───── Data excerpts

use platter_core::audit::{
    AuditCategory, AuditEvent, AuditOutcome, AuditSink, NoopAuditSink, DRAFT_APPLIED,
    DRAFT_REJECTED, IDENTITY_HANDOFF, REMOTE_FETCH_FAILED, REMOTE_UPDATE_APPLIED,
    REMOTE_UPDATE_DROPPED,
};
use platter_core::domain::customer::{CustomerId, CustomerProfile};
use platter_core::domain::order::{CartItem, OrderState};
use platter_core::drafts::{
    DraftApplyResult, DraftError, DraftManager, OrderSection, SectionValidatorRegistry,
};
use platter_core::flows::FlowType;

use crate::cache::{LocalCache, VersionedCache};
use crate::repositories::{RemoteOrderRecord, RemoteOrderStore};

pub use debounce::{RemoteWriteDebouncer, DEFAULT_DEBOUNCE};

const ACTOR: &str = "order-state-service";

pub fn cache_key(flow_type: FlowType) -> String {
    format!("platter.order.{}", flow_type.as_str())
}

#[derive(Clone, Copy, Debug, PartialEq, Eq, Serialize, Deserialize)]
#[serde(rename_all = "snake_case")]
pub enum ChangeSource {
    Local,
    Draft,
    Remote,
    SignIn,
}

#[derive(Clone, Debug, PartialEq, Eq, Serialize, Deserialize)]
pub struct OrderStateEvent {
    pub flow_type: FlowType,
    pub source: ChangeSource,
    pub state: OrderState,
}

#[derive(Clone, Copy, Debug)]
pub struct SyncOptions {
    pub debounce: Duration,
    pub event_capacity: usize,
}

impl Default for SyncOptions {
    fn default() -> Self {
        Self { debounce: DEFAULT_DEBOUNCE, event_capacity: 64 }
    }
}

struct TrackedState {
    state: OrderState,
    updated_at: DateTime<Utc>,
}

#[derive(Default)]
struct ServiceState {
    baselines: HashMap<FlowType, TrackedState>,
    drafts: DraftManager,
    identity: Option<CustomerId>,
    subscription: Option<JoinHandle<()>>,
}

struct ServiceInner<C, R> {
    cache: VersionedCache<C>,
    remote: Arc<R>,
    debouncer: RemoteWriteDebouncer<R>,
    audit: Arc<dyn AuditSink>,
    events: broadcast::Sender<OrderStateEvent>,
    state: Mutex<ServiceState>,
}

/// Owns the live order state for every flow. Cheap to clone; clones share state.
pub struct OrderStateService<C, R> {
    inner: Arc<ServiceInner<C, R>>,
}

──────────

Each line from the one with "const ACTOR: &str" through the last line of the records must be written out word for word. Include nothing else.

const ACTOR: &str = "order-state-service";

pub fn cache_key(flow_type: FlowType) -> String {
    format!("platter.order.{}", flow_type.as_str())
}

#[derive(Clone, Copy, Debug, PartialEq, Eq, Serialize, Deserialize)]
#[serde(rename_all = "snake_case")]
pub enum ChangeSource {
    Local,
    Draft,
    Remote,
    SignIn,
}

#[derive(Clone, Debug, PartialEq, Eq, Serialize, Deserialize)]
pub struct OrderStateEvent {
    pub flow_type: FlowType,
    pub source: ChangeSource,
    pub state: OrderState,
}

#[derive(Clone, Copy, Debug)]
pub struct SyncOptions {
    pub debounce: Duration,
    pub event_capacity: usize,
}

impl Default for SyncOptions {
    fn default() -> Self {
        Self { debounce: DEFAULT_DEBOUNCE, event_capacity: 64 }
    }
}

struct TrackedState {
    state: OrderState,
    updated_at: DateTime<Utc>,
}

#[derive(Default)]
struct ServiceState {
    baselines: HashMap<FlowType, TrackedState>,
    drafts: DraftManager,
    identity: Option<CustomerId>,
    subscription: Option<JoinHandle<()>>,
}

struct ServiceInner<C, R> {
    cache: VersionedCache<C>,
    remote: Arc<R>,
    debouncer: RemoteWriteDebouncer<R>,
    audit: Arc<dyn AuditSink>,
    events: broadcast::Sender<OrderStateEvent>,
    state: Mutex<ServiceState>,
}

/// Owns the live order state for every flow. Cheap to clone; clones share state.
pub struct OrderStateService<C, R> {
    inner: Arc<ServiceInner<C, R>>,
}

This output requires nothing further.